Arsenal had the aggregate scoreline they needed when, with 15 minutes on the clock, Ainsley Maitland-Niles scored a belting header at the far post. In a confused build-up, Ramsey had threaded a ball through the lines towards Sead Kolasinac but, clearly offside, Arsenal’s burly left wing-back had merely thrown his hands up in the air and shrugged. Meanwhile, Aubameyang, also under heavy suspicion of offside, sprinted to the goal line just in time, hooked a cross to the far post and found the onrushing Maitland-Niles. While Arsenal defender Sokratis – suspended for this match – claimed that VAR would have spared him the red card which so changed the first leg in France last week, all of a sudden the absence of technology at this stage of the Europa League seemed expedient for Emery’s side.

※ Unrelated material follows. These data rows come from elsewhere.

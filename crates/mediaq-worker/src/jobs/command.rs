//! Handler that runs an external command (a downloader, an encoder) as
//! one job attempt.
//!
//! Payload:
//!
//! ```json
//! {
//!   "program": "yt-dlp",
//!   "args": ["--newline", "https://example.com/v/1"],
//!   "working_dir": "/srv/media",
//!   "env": { "LANG": "C" },
//!   "permanent_exit_codes": [2]
//! }
//! ```
//!
//! Percentages printed on stdout (`42.5%`) become progress events, and
//! post-processor lines switch the job to its post-processing phase. A
//! non-zero exit is transient unless listed in `permanent_exit_codes`.

use std::collections::HashMap;
use std::path::PathBuf;
use std::process::Stdio;

use async_trait::async_trait;
use serde::Deserialize;
use serde_json::{Value, json};
use tokio::io::{AsyncBufReadExt, AsyncRead, AsyncReadExt, BufReader};
use tokio::process::{Child, Command};
use tokio::task::JoinHandle;
use tokio::time::Instant;

use mediaq_entity::job::Job;

use crate::executor::{DEFAULT_DEPENDENCY, JobExecutionError, JobHandler, Operation};
use crate::progress::ProgressReporter;

/// Line prefixes that mark the start of post-processing.
const POST_PROCESS_MARKERS: [&str; 4] = ["[Merger]", "[ExtractAudio]", "[FixupM3u8]", "[post]"];

/// Characters of stderr kept for error messages.
const STDERR_TAIL: usize = 2000;

/// Parsed `command` job payload.
#[derive(Debug, Clone, Deserialize)]
pub struct CommandPayload {
    /// Program to execute.
    pub program: String,
    /// Arguments passed verbatim.
    #[serde(default)]
    pub args: Vec<String>,
    /// Working directory for the child process.
    #[serde(default)]
    pub working_dir: Option<PathBuf>,
    /// Extra environment variables.
    #[serde(default)]
    pub env: HashMap<String, String>,
    /// Exit codes that mean the request can never succeed.
    #[serde(default)]
    pub permanent_exit_codes: Vec<i32>,
}

impl CommandPayload {
    fn parse(payload: &Value) -> Result<Self, String> {
        let parsed: Self = serde_json::from_value(payload.clone()).map_err(|e| e.to_string())?;
        if parsed.program.trim().is_empty() {
            return Err("program must not be empty".to_string());
        }
        Ok(parsed)
    }
}

/// Runs external commands for jobs of type `"command"`.
#[derive(Debug, Clone)]
pub struct CommandJobHandler {
    dependency: String,
}

impl CommandJobHandler {
    /// Create a handler guarded by the default dependency breaker.
    pub fn new() -> Self {
        Self {
            dependency: DEFAULT_DEPENDENCY.to_string(),
        }
    }

    /// Guard the handler with a different breaker.
    pub fn with_dependency(mut self, dependency: impl Into<String>) -> Self {
        self.dependency = dependency.into();
        self
    }
}

impl Default for CommandJobHandler {
    fn default() -> Self {
        Self::new()
    }
}

impl JobHandler for CommandJobHandler {
    fn job_type(&self) -> &str {
        "command"
    }

    fn dependency(&self) -> &str {
        &self.dependency
    }

    fn validate(&self, payload: &Value) -> Result<(), String> {
        CommandPayload::parse(payload).map(|_| ())
    }

    fn create(
        &self,
        job: &Job,
        progress: ProgressReporter,
    ) -> Result<Box<dyn Operation>, JobExecutionError> {
        let payload = CommandPayload::parse(&job.payload).map_err(JobExecutionError::Permanent)?;
        Ok(Box::new(CommandOperation {
            payload,
            progress,
            child: None,
        }))
    }
}

struct CommandOperation {
    payload: CommandPayload,
    progress: ProgressReporter,
    child: Option<Child>,
}

#[async_trait]
impl Operation for CommandOperation {
    async fn run(&mut self, _deadline: Instant) -> Result<Option<Value>, JobExecutionError> {
        let started = Instant::now();
        let payload = &self.payload;
        tracing::debug!(
            "Running command for job {}: program='{}', args={:?}",
            self.progress.job_id(),
            payload.program,
            payload.args
        );

        let mut cmd = Command::new(&payload.program);
        cmd.args(&payload.args)
            .stdin(Stdio::null())
            .stdout(Stdio::piped())
            .stderr(Stdio::piped())
            .kill_on_drop(true);
        if let Some(dir) = &payload.working_dir {
            cmd.current_dir(dir);
        }
        for (key, value) in &payload.env {
            cmd.env(key, value);
        }

        let mut child = cmd.spawn().map_err(|e| match e.kind() {
            std::io::ErrorKind::NotFound | std::io::ErrorKind::PermissionDenied => {
                JobExecutionError::Permanent(format!("Cannot run '{}': {e}", payload.program))
            }
            _ => JobExecutionError::Transient(format!("Failed to spawn '{}': {e}", payload.program)),
        })?;
        let stdout = child.stdout.take();
        let stderr: Option<JoinHandle<String>> = child.stderr.take().map(|s| tokio::spawn(read_tail(s)));
        self.child = Some(child);

        let mut lines_seen = 0u64;
        if let Some(stdout) = stdout {
            let mut lines = BufReader::new(stdout).lines();
            while let Some(line) = lines
                .next_line()
                .await
                .map_err(|e| JobExecutionError::Transient(format!("Failed to read output: {e}")))?
            {
                lines_seen += 1;
                if let Some(marker) = POST_PROCESS_MARKERS.iter().find(|m| line.starts_with(**m)) {
                    self.progress.post_processing(marker.trim_matches(&['[', ']'][..]));
                } else if let Some(percentage) = parse_percentage(&line) {
                    self.progress.percentage(percentage);
                }
            }
        }

        let status = match self.child.as_mut() {
            Some(child) => child.wait().await.map_err(|e| {
                JobExecutionError::Transient(format!("Failed to wait for command: {e}"))
            })?,
            None => return Err(JobExecutionError::Transient("command was not started".into())),
        };
        self.child = None;
        let stderr_tail = match stderr {
            Some(handle) => handle.await.unwrap_or_default(),
            None => String::new(),
        };

        match status.code() {
            Some(0) => Ok(Some(json!({
                "exit_code": 0,
                "output_lines": lines_seen,
                "duration_ms": u64::try_from(started.elapsed().as_millis()).unwrap_or(u64::MAX),
            }))),
            Some(code) if self.payload.permanent_exit_codes.contains(&code) => {
                Err(JobExecutionError::Permanent(format!(
                    "'{}' exited with code {code}: {}",
                    self.payload.program,
                    stderr_tail.trim()
                )))
            }
            Some(code) => Err(JobExecutionError::Transient(format!(
                "'{}' exited with code {code}: {}",
                self.payload.program,
                stderr_tail.trim()
            ))),
            None => Err(JobExecutionError::Transient(format!(
                "'{}' was terminated by a signal",
                self.payload.program
            ))),
        }
    }

    async fn cancel(&mut self) {
        if let Some(mut child) = self.child.take() {
            if let Err(e) = child.start_kill() {
                tracing::debug!("Command already exited: {}", e);
            }
            let _ = child.wait().await;
        }
    }
}

/// Read a stream to the end, keeping only its last `STDERR_TAIL` chars.
async fn read_tail<R: AsyncRead + Unpin>(mut reader: R) -> String {
    let mut buf = Vec::new();
    if reader.read_to_end(&mut buf).await.is_err() {
        return String::new();
    }
    let text = String::from_utf8_lossy(&buf);
    let skip = text.chars().count().saturating_sub(STDERR_TAIL);
    text.chars().skip(skip).collect()
}

/// Extract a percentage such as `42.5%` from a progress line.
pub fn parse_percentage(line: &str) -> Option<f64> {
    let end = line.find('%')?;
    let head = &line[..end];
    let digits = head
        .chars()
        .rev()
        .take_while(|c| c.is_ascii_digit() || *c == '.')
        .count();
    head[head.len() - digits..].parse::<f64>().ok().filter(|p| p.is_finite())
}
//! Logging configuration.

use serde::{Deserialize, Serialize};

/// Logging and tracing configuration.
#[derive(Debug, Clone, Serialize, Deserialize)]
pub struct LoggingConfig {
    /// Log level: `"trace"`, `"debug"`, `"info"`, `"warn"`, `"error"`.
    #[serde(default = "default_level")]
    pub level: String,
    /// Log format: `"json"` or `"pretty"`.
    #[serde(default = "default_format")]
    pub format: String,
}

impl Default for LoggingConfig {
    fn default() -> Self {
        Self {
            level: default_level(),
            format: default_format(),
        }
    }
}

fn default_level() -> String {
    "info".to_string()
}

fn default_format() -> String {
    "json".to_string()
}
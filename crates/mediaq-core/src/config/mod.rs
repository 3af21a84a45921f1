//! Scheduler configuration schemas.
//!
//! All configuration structs are deserialized from TOML files via the
//! `config` crate. Each sub-module represents a logical configuration
//! section, and every field carries a serde default so an empty file is a
//! valid configuration.

pub mod breaker;
pub mod logging;
pub mod progress;
pub mod queue;
pub mod retry;
pub mod store;
pub mod worker;

use serde::{Deserialize, Serialize};

use self::breaker::BreakerConfig;
use self::logging::LoggingConfig;
use self::progress::ProgressConfig;
use self::queue::QueueConfig;
use self::retry::RetryConfig;
use self::store::StoreConfig;
use self::worker::WorkerConfig;

use crate::error::AppError;

/// Root scheduler configuration, consumed once at scheduler construction.
#[derive(Debug, Clone, Default, Serialize, Deserialize)]
pub struct SchedulerConfig {
    /// Worker pool settings.
    #[serde(default)]
    pub worker: WorkerConfig,
    /// Queue capacity and job defaults.
    #[serde(default)]
    pub queue: QueueConfig,
    /// Backoff parameters.
    #[serde(default)]
    pub retry: RetryConfig,
    /// Circuit breaker thresholds.
    #[serde(default)]
    pub breakers: BreakerConfig,
    /// Progress event retention.
    #[serde(default)]
    pub progress: ProgressConfig,
    /// Advisory job store.
    #[serde(default)]
    pub store: StoreConfig,
    /// Logging settings.
    #[serde(default)]
    pub logging: LoggingConfig,
}

impl SchedulerConfig {
    /// Load configuration from TOML files.
    ///
    /// Merges `config/default.toml` with an environment-specific overlay and
    /// environment variables prefixed with `MEDIAQ__`.
    pub fn load(env: &str) -> Result<Self, AppError> {
        let config = config::Config::builder()
            .add_source(config::File::with_name("config/default").required(false))
            .add_source(config::File::with_name(&format!("config/{env}")).required(false))
            .add_source(
                config::Environment::with_prefix("MEDIAQ")
                    .separator("__")
                    .try_parsing(true),
            )
            .build()
            .map_err(|e| AppError::configuration(format!("Failed to build config: {e}")))?;

        let parsed: Self = config
            .try_deserialize()
            .map_err(|e| AppError::configuration(format!("Failed to deserialize config: {e}")))?;
        parsed.validate()?;
        Ok(parsed)
    }

    /// Load configuration from a single explicit file plus the environment.
    pub fn load_file(path: &str) -> Result<Self, AppError> {
        let config = config::Config::builder()
            .add_source(config::File::with_name(path))
            .add_source(
                config::Environment::with_prefix("MEDIAQ")
                    .separator("__")
                    .try_parsing(true),
            )
            .build()?;

        let parsed: Self = config.try_deserialize()?;
        parsed.validate()?;
        Ok(parsed)
    }

    /// Reject configurations the scheduler cannot run with.
    pub fn validate(&self) -> Result<(), AppError> {
        if self.worker.concurrency == 0 {
            return Err(AppError::configuration("worker.concurrency must be at least 1"));
        }
        if self.worker.poll_interval_ms == 0 {
            return Err(AppError::configuration("worker.poll_interval_ms must be positive"));
        }
        if self.worker.janitor_interval_seconds == 0 {
            return Err(AppError::configuration(
                "worker.janitor_interval_seconds must be positive",
            ));
        }
        if self.queue.max_pending == 0 || self.queue.capacity_per_priority == 0 {
            return Err(AppError::configuration(
                "queue.max_pending and queue.capacity_per_priority must be positive",
            ));
        }
        if self.queue.default_timeout_seconds == 0 {
            return Err(AppError::configuration(
                "queue.default_timeout_seconds must be positive",
            ));
        }
        if self.retry.max_attempts == 0 {
            return Err(AppError::configuration("retry.max_attempts must be at least 1"));
        }
        if self.queue.default_max_retries.saturating_add(1) > self.retry.max_attempts {
            return Err(AppError::configuration(format!(
                "queue.default_max_retries ({}) exceeds retry.max_attempts ({}) - 1",
                self.queue.default_max_retries, self.retry.max_attempts
            )));
        }
        if !self.retry.backoff_factor.is_finite() || self.retry.backoff_factor < 1.0 {
            return Err(AppError::configuration("retry.backoff_factor must be >= 1.0"));
        }
        if self.retry.max_delay_ms < self.retry.initial_delay_ms {
            return Err(AppError::configuration(
                "retry.max_delay_ms must not be smaller than retry.initial_delay_ms",
            ));
        }
        let thresholds = std::iter::once(("default", &self.breakers.default)).chain(
            self.breakers
                .dependencies
                .iter()
                .map(|(name, settings)| (name.as_str(), settings)),
        );
        for (name, settings) in thresholds {
            if settings.failure_threshold == 0 {
                return Err(AppError::configuration(format!(
                    "breakers.{name}.failure_threshold must be at least 1"
                )));
            }
        }
        if self.progress.max_events_per_job == 0 || self.progress.max_tracked_jobs == 0 {
            return Err(AppError::configuration(
                "progress.max_events_per_job and progress.max_tracked_jobs must be positive",
            ));
        }
        if self.store.channel_capacity == 0 {
            return Err(AppError::configuration("store.channel_capacity must be positive"));
        }
        Ok(())
    }
}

A fast start for Arsenal soon became a meandering jog, with loose discipline and sloppy final balls – not least from Mesut Ozil who, so often the scapegoat in defeat, could fairly be described as looking like a sad wooden boy in victory – slowing the game down. This was not a performance which screamed ‘Europa League champions-to-be’ necessarily, even if Aubameyang added a third as the match wore on. With Valencia, Napoli and indeed Chelsea still in the competition, Arsenal are bound to face a much higher quality of opposition from here on out. They will need to bring fresh energy and focus to the quarter-finals if they seriously intend on winning the thing.
Still, whether or not Arsenal have what it takes to make it to the final in Baku, they live to fight another day in a competition which they could easily have exited at the last 16. That would have heaped enormous pressure on them in the race for the Premier League top four, which is far from a done deal. So a viable route to the Champions League next season remains open to them, as does the possibility of a first European trophy since Tony Adams and co won the European Cup Winners’ Cup in 1994. There’s still a chance, then, even if Arsenal need to do much more before their fans allow themselves to truly believe.